- **Brief**: Before answering, work out how many lines below contain the string "wallet"; the reply is that number alone.
******************************
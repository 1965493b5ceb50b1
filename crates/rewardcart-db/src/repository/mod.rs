//! # Repository Module
//!
//! Database repositories for RewardCart. Each repository owns the SQL for
//! one table and hands back core types.
//!
//! ```text
//! Caller ── db.offline_queue().enqueue(&op) ──► OfflineQueueRepository ──► SQLite
//! ```
//!
//! ## Available Repositories
//!
//! - [`offline_queue::OfflineQueueRepository`] - Offline cart mutation queue

pub mod offline_queue;
//! # Money Module
//!
//! Provides the `Money` type for handling monetary values safely.
//!
//! ## Why Integer Money?
//! ```text
//! ┌─────────────────────────────────────────────────────────────────────────┐
//! │  THE FLOATING POINT PROBLEM                                             │
//! │                                                                         │
//! │  In JavaScript/floating point:                                          │
//! │    0.1 + 0.2 = 0.30000000000000004  ❌ WRONG!                           │
//! │                                                                         │
//! │  A bill typed as "1299.99" must stay exactly 1299.99 all the way       │
//! │  to the cashback ledger.                                               │
//! │                                                                         │
//! │  OUR SOLUTION: Integer minor units (cents / paise)                     │
//! │    "1299.99" ──parse_decimal──► 129999                                 │
//! │    No float ever touches the value.                                    │
//! └─────────────────────────────────────────────────────────────────────────┘
//! ```
//!
//! ## Usage
//! ```rust
//! use rewardcart_core::money::{CashbackRate, Money};
//!
//! let bill = Money::parse_decimal("1299.99").unwrap();
//! assert_eq!(bill.cents(), 129999);
//!
//! let cashback = bill.cashback(CashbackRate::from_bps(500)); // 5%
//! assert_eq!(cashback.cents(), 6500);
//! ```

use serde::{Deserialize, Serialize};
use std::fmt;
use std::ops::{Add, AddAssign, Sub, SubAssign};
use thiserror::Error;
use ts_rs::TS;

/// Number of fractional digits carried by `Money`.
pub const MINOR_DIGITS: u32 = 2;

// =============================================================================
// Money Type
// =============================================================================

/// A monetary value in the smallest currency unit.
///
/// Signed so that debits and refunds can be represented directly.
#[derive(Debug, Clone, Copy, PartialEq, Eq, PartialOrd, Ord, Hash, Serialize, Deserialize, TS)]
#[ts(export)]
pub struct Money(i64);

/// Reasons decimal text cannot become `Money`.
#[derive(Debug, Clone, Copy, PartialEq, Eq, Error)]
pub enum ParseMoneyError {
    #[error("amount is empty")]
    Empty,

    #[error("amount is not a number")]
    NotANumber,

    #[error("amount has more than {max} decimal places")]
    TooManyDecimals { max: u32 },

    #[error("amount is too large")]
    Overflow,
}

impl Money {
    /// Creates a Money value from minor units.
    #[inline]
    pub const fn from_cents(cents: i64) -> Self {
        Money(cents)
    }

    /// Creates a Money value from whole units.
    ///
    /// ```rust
    /// use rewardcart_core::money::Money;
    /// assert_eq!(Money::from_major(25).cents(), 2500);
    /// ```
    #[inline]
    pub const fn from_major(major: i64) -> Self {
        Money(major * 100)
    }

    /// Returns the value in minor units.
    #[inline]
    pub const fn cents(&self) -> i64 {
        self.0
    }

    /// Returns the whole-unit portion.
    #[inline]
    pub const fn major(&self) -> i64 {
        self.0 / 100
    }

    /// Returns the minor-unit portion (always 0-99).
    #[inline]
    pub const fn minor_part(&self) -> i64 {
        (self.0 % 100).abs()
    }

    /// Returns zero money value.
    #[inline]
    pub const fn zero() -> Self {
        Money(0)
    }

    #[inline]
    pub const fn is_zero(&self) -> bool {
        self.0 == 0
    }

    #[inline]
    pub const fn is_positive(&self) -> bool {
        self.0 > 0
    }

    #[inline]
    pub const fn is_negative(&self) -> bool {
        self.0 < 0
    }

    /// Parses decimal text ("1299.5", "  42 ", "-3.10") into minor units.
    ///
    /// ## Rules
    /// - Optional leading `+` or `-`
    /// - Digits with at most one `.`; either side may be empty but not both
    /// - Trailing fractional zeros are ignored ("10.500" has one decimal place)
    /// - At most [`MINOR_DIGITS`] significant fractional digits
    /// - No exponents, no thousands separators
    ///
    /// ## Example
    /// ```rust
    /// use rewardcart_core::money::{Money, ParseMoneyError};
    ///
    /// assert_eq!(Money::parse_decimal("1000").unwrap().cents(), 100000);
    /// assert_eq!(Money::parse_decimal(".5").unwrap().cents(), 50);
    /// assert_eq!(
    ///     Money::parse_decimal("1.234"),
    ///     Err(ParseMoneyError::TooManyDecimals { max: 2 })
    /// );
    /// ```
    pub fn parse_decimal(text: &str) -> Result<Money, ParseMoneyError> {
        let text = text.trim();
        if text.is_empty() {
            return Err(ParseMoneyError::Empty);
        }

        let (negative, unsigned) = match text.strip_prefix('-') {
            Some(rest) => (true, rest),
            None => (false, text.strip_prefix('+').unwrap_or(text)),
        };

        let (whole, fraction) = unsigned.split_once('.').unwrap_or((unsigned, ""));
        if whole.is_empty() && fraction.is_empty() {
            return Err(ParseMoneyError::NotANumber);
        }
        if !whole.bytes().all(|b| b.is_ascii_digit()) || !fraction.bytes().all(|b| b.is_ascii_digit())
        {
            return Err(ParseMoneyError::NotANumber);
        }

        let fraction = fraction.trim_end_matches('0');
        if fraction.len() > MINOR_DIGITS as usize {
            return Err(ParseMoneyError::TooManyDecimals { max: MINOR_DIGITS });
        }

        let whole_value: i64 = if whole.is_empty() {
            0
        } else {
            // Leading zeros are fine; only the magnitude matters.
            let significant = whole.trim_start_matches('0');
            if significant.is_empty() {
                0
            } else {
                significant.parse().map_err(|_| ParseMoneyError::Overflow)?
            }
        };

        let fraction_value: i64 = match fraction.len() {
            0 => 0,
            1 => i64::from(fraction.as_bytes()[0] - b'0') * 10,
            _ => fraction.parse().map_err(|_| ParseMoneyError::NotANumber)?,
        };

        let cents = whole_value
            .checked_mul(100)
            .and_then(|c| c.checked_add(fraction_value))
            .ok_or(ParseMoneyError::Overflow)?;

        Ok(Money(if negative { -cents } else { cents }))
    }

    /// Cashback earned on this amount, rounded half-up to a minor unit.
    ///
    /// ## Example
    /// ```rust
    /// use rewardcart_core::money::{CashbackRate, Money};
    ///
    /// // 10.10 at 2.5% = 0.2525 → 0.25
    /// let cashback = Money::from_cents(1010).cashback(CashbackRate::from_bps(250));
    /// assert_eq!(cashback.cents(), 25);
    /// ```
    pub fn cashback(&self, rate: CashbackRate) -> Money {
        // i128 keeps large bills from overflowing
        let cents = (self.0 as i128 * rate.bps() as i128 + 5000) / 10000;
        Money::from_cents(cents as i64)
    }

    /// `None` on overflow.
    #[inline]
    pub const fn checked_add(self, other: Money) -> Option<Money> {
        match self.0.checked_add(other.0) {
            Some(cents) => Some(Money(cents)),
            None => None,
        }
    }

    /// `None` on overflow.
    #[inline]
    pub const fn checked_sub(self, other: Money) -> Option<Money> {
        match self.0.checked_sub(other.0) {
            Some(cents) => Some(Money(cents)),
            None => None,
        }
    }
}

/// Plain decimal rendering ("1299.99", "-5.50"). Currency symbols are a
/// presentation concern and are added by the region settings.
impl fmt::Display for Money {
    fn fmt(&self, f: &mut fmt::Formatter<'_>) -> fmt::Result {
        let sign = if self.0 < 0 { "-" } else { "" };
        write!(f, "{}{}.{:02}", sign, self.major().abs(), self.minor_part())
    }
}

impl Default for Money {
    fn default() -> Self {
        Money::zero()
    }
}

impl Add for Money {
    type Output = Self;

    #[inline]
    fn add(self, other: Self) -> Self {
        Money(self.0 + other.0)
    }
}

impl AddAssign for Money {
    #[inline]
    fn add_assign(&mut self, other: Self) {
        self.0 += other.0;
    }
}

impl Sub for Money {
    type Output = Self;

    #[inline]
    fn sub(self, other: Self) -> Self {
        Money(self.0 - other.0)
    }
}

impl SubAssign for Money {
    #[inline]
    fn sub_assign(&mut self, other: Self) {
        self.0 -= other.0;
    }
}


// =============================================================================
// Cashback Rate
// =============================================================================

/// Cashback rate in basis points.
///
/// 1 basis point = 0.01%, so 500 bps = 5% back on a purchase.
#[derive(Debug, Clone, Copy, PartialEq, Eq, Default, Serialize, Deserialize, TS)]
#[ts(export)]
pub struct CashbackRate(u32);

impl CashbackRate {
    #[inline]
    pub const fn from_bps(bps: u32) -> Self {
        CashbackRate(bps)
    }

    #[inline]
    pub const fn bps(&self) -> u32 {
        self.0
    }

    /// Returns the rate as a percentage (for display only).
    #[inline]
    pub fn percentage(&self) -> f64 {
        self.0 as f64 / 100.0
    }
}

impl fmt::Display for CashbackRate {
    fn fmt(&self, f: &mut fmt::Formatter<'_>) -> fmt::Result {
        if self.0 % 100 == 0 {
            write!(f, "{}%", self.0 / 100)
        } else {
            write!(f, "{}.{:02}%", self.0 / 100, self.0 % 100)
        }
    }
}

// =============================================================================
// Unit Tests
// =============================================================================

#[cfg(test)]
mod tests {
    use super::*;

    #[test]
    fn test_display() {
        assert_eq!(Money::from_cents(129999).to_string(), "1299.99");
        assert_eq!(Money::from_cents(500).to_string(), "5.00");
        assert_eq!(Money::from_cents(-550).to_string(), "-5.50");
        assert_eq!(Money::zero().to_string(), "0.00");
    }

    #[test]
    fn test_parse_whole_and_fraction() {
        assert_eq!(Money::parse_decimal("1000").unwrap().cents(), 100_000);
        assert_eq!(Money::parse_decimal("1000.5").unwrap().cents(), 100_050);
        assert_eq!(Money::parse_decimal("1000.05").unwrap().cents(), 100_005);
        assert_eq!(Money::parse_decimal("0.5").unwrap().cents(), 50);
        assert_eq!(Money::parse_decimal("5.").unwrap().cents(), 500);
        assert_eq!(Money::parse_decimal("  007.10 ").unwrap().cents(), 710);
        assert_eq!(Money::parse_decimal("-3.10").unwrap().cents(), -310);
        assert_eq!(Money::parse_decimal("+2").unwrap().cents(), 200);
    }

    #[test]
    fn test_parse_trailing_zeros_do_not_count_as_decimals() {
        assert_eq!(Money::parse_decimal("10.500").unwrap().cents(), 1050);
        assert_eq!(Money::parse_decimal("10.0000").unwrap().cents(), 1000);
    }

    #[test]
    fn test_parse_rejections() {
        assert_eq!(Money::parse_decimal(""), Err(ParseMoneyError::Empty));
        assert_eq!(Money::parse_decimal("   "), Err(ParseMoneyError::Empty));
        assert_eq!(Money::parse_decimal("."), Err(ParseMoneyError::NotANumber));
        assert_eq!(Money::parse_decimal("abc"), Err(ParseMoneyError::NotANumber));
        assert_eq!(Money::parse_decimal("1e3"), Err(ParseMoneyError::NotANumber));
        assert_eq!(Money::parse_decimal("1,000"), Err(ParseMoneyError::NotANumber));
        assert_eq!(Money::parse_decimal("1.2.3"), Err(ParseMoneyError::NotANumber));
        assert_eq!(
            Money::parse_decimal("9.999"),
            Err(ParseMoneyError::TooManyDecimals { max: 2 })
        );
        assert_eq!(
            Money::parse_decimal("99999999999999999999"),
            Err(ParseMoneyError::Overflow)
        );
    }

    #[test]
    fn test_arithmetic() {
        let a = Money::from_cents(1000);
        let b = Money::from_cents(500);

        assert_eq!((a + b).cents(), 1500);
        assert_eq!((a - b).cents(), 500);
        assert_eq!(a.checked_add(b), Some(Money::from_cents(1500)));
        assert_eq!(Money::from_cents(i64::MAX).checked_add(b), None);
        assert_eq!(Money::from_cents(i64::MIN).checked_sub(b), None);

        let mut wallet = Money::zero();
        wallet += a;
        wallet -= b;
        assert_eq!(wallet.cents(), 500);
    }

    #[test]
    fn test_cashback_rounding() {
        let bill = Money::from_cents(1000);
        assert_eq!(bill.cashback(CashbackRate::from_bps(1000)).cents(), 100);
        // 10.00 at 8.25% = 0.825 → 0.83
        assert_eq!(bill.cashback(CashbackRate::from_bps(825)).cents(), 83);
        assert_eq!(bill.cashback(CashbackRate::default()).cents(), 0);
    }

    #[test]
    fn test_rate_display() {
        assert_eq!(CashbackRate::from_bps(500).to_string(), "5%");
        assert_eq!(CashbackRate::from_bps(250).to_string(), "2.50%");
        assert!((CashbackRate::from_bps(825).percentage() - 8.25).abs() < 0.001);
    }

    #[test]
    fn test_sign_checks() {
        assert!(Money::zero().is_zero());
        assert!(Money::from_cents(1).is_positive());
        assert!(Money::from_cents(-1).is_negative());
        assert_eq!(Money::from_major(25).cents(), 2500);
    }
}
******************************
- **Result**: 4